_Task item_:
State the number of lines in the material below that contain the word "joystick", without any other text.

**** The data

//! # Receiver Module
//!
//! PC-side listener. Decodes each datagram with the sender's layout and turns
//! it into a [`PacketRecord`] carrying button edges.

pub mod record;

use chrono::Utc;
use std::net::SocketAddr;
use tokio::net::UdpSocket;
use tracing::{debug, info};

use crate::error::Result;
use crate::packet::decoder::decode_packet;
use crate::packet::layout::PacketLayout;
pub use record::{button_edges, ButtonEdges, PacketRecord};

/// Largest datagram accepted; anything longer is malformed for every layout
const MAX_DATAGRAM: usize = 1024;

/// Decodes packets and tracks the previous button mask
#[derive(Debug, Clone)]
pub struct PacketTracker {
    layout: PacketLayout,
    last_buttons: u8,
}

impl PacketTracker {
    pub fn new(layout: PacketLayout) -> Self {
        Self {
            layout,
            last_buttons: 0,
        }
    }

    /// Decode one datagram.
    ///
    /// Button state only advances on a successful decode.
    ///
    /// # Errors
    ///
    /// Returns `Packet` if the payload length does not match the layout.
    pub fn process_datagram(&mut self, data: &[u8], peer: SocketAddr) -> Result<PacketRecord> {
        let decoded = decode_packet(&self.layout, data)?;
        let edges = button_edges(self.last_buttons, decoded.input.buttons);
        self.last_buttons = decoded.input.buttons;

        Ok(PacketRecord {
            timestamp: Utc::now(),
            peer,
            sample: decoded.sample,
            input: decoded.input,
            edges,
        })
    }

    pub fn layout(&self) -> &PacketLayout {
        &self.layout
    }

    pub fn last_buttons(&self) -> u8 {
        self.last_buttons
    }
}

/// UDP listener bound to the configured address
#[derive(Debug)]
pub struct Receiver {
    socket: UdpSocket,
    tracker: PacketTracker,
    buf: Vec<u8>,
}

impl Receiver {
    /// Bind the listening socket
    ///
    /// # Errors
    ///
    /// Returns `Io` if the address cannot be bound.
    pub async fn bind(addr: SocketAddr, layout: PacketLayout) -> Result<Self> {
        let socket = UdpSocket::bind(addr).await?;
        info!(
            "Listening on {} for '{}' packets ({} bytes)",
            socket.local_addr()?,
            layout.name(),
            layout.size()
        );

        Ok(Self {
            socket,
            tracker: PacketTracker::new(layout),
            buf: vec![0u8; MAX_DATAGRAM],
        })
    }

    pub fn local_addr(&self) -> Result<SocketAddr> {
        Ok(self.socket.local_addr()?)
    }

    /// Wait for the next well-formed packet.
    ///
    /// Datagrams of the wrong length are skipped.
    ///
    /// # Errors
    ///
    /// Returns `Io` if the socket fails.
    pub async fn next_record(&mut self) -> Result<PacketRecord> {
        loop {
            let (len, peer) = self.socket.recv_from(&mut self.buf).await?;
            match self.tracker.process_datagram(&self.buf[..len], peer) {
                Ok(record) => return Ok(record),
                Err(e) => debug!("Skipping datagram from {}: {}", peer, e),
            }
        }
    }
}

********
**** The data

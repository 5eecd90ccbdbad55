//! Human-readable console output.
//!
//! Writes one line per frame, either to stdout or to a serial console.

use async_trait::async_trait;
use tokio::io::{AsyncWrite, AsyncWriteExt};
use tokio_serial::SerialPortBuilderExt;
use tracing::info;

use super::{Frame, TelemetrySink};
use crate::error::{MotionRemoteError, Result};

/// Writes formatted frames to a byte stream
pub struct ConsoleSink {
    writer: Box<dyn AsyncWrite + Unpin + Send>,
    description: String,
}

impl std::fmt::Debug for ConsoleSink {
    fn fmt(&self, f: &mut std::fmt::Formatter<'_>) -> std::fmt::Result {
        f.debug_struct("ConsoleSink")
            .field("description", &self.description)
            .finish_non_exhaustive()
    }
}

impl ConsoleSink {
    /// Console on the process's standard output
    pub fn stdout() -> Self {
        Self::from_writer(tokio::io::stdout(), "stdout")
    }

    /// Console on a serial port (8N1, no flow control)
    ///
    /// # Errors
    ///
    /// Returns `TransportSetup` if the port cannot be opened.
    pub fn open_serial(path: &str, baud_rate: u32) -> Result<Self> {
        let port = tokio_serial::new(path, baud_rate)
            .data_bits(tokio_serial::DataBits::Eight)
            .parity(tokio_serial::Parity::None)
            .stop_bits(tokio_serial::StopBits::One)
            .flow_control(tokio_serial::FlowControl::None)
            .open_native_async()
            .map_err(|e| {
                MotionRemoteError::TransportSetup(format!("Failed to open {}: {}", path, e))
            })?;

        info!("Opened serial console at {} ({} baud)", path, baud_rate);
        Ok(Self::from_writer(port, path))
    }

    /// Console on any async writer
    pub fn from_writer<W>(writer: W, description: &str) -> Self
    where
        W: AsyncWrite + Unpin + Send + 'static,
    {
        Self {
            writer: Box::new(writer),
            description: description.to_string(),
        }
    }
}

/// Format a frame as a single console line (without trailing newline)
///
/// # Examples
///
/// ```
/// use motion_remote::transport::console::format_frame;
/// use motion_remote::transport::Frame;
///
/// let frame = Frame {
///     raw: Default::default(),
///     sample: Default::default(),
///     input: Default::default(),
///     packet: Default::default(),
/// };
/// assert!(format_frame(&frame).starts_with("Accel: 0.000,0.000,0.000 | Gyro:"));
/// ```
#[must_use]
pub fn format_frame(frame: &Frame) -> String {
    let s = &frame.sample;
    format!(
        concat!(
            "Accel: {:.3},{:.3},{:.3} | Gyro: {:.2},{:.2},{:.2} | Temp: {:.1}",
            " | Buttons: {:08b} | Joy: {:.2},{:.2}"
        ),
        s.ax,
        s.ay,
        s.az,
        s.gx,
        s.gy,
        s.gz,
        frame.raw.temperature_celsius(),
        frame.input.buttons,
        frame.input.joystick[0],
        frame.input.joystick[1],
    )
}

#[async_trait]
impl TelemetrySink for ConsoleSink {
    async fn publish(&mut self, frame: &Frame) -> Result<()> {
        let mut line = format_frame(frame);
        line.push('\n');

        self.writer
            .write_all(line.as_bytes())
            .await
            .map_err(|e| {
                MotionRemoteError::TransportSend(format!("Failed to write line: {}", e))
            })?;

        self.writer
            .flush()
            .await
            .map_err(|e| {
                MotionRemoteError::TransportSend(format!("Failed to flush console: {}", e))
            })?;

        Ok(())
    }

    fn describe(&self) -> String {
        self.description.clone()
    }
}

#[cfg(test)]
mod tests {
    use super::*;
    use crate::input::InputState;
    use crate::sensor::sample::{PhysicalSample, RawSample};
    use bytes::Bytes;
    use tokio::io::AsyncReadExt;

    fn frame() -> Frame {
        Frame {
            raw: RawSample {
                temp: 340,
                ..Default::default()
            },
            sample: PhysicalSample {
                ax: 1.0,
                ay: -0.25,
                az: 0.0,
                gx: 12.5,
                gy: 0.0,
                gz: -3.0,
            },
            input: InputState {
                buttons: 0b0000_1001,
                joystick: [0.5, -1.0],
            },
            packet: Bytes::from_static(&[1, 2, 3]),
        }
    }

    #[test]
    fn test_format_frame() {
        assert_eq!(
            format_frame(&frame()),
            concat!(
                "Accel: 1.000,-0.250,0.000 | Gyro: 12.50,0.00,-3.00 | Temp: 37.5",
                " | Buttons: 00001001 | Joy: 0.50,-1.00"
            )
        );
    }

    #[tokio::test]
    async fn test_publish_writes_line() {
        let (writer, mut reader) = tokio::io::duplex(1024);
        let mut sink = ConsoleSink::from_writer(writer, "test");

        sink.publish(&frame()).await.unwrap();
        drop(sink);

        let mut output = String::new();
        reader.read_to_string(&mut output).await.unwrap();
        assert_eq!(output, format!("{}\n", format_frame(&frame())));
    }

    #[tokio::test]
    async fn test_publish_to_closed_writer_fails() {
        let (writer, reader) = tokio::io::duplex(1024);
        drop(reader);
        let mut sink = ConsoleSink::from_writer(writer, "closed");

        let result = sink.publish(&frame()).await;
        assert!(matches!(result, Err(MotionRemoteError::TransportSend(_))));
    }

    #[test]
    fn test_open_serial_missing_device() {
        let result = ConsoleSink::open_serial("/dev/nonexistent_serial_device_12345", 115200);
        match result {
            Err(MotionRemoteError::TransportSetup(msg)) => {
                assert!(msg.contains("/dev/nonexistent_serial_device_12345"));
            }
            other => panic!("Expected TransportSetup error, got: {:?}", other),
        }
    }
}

********
**** The data

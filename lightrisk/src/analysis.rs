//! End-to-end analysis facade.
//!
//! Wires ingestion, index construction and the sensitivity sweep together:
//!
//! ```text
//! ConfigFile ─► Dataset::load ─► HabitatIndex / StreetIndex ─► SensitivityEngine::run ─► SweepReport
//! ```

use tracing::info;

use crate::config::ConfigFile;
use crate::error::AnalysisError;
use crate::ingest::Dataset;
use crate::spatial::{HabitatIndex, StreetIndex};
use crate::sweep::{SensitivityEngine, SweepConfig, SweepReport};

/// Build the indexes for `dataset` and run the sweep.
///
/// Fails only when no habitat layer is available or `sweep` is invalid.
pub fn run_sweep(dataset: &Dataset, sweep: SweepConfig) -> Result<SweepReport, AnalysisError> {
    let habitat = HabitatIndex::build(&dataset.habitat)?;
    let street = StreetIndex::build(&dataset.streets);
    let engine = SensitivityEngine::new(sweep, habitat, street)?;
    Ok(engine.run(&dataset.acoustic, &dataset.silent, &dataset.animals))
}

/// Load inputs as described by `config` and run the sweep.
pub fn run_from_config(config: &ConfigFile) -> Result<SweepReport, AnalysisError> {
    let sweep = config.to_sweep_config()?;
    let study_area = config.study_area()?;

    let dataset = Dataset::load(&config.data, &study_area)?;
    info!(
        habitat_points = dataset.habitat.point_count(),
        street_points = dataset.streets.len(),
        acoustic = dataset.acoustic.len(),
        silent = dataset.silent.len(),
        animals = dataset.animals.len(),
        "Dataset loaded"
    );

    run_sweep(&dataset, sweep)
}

********

_Answer space_:
3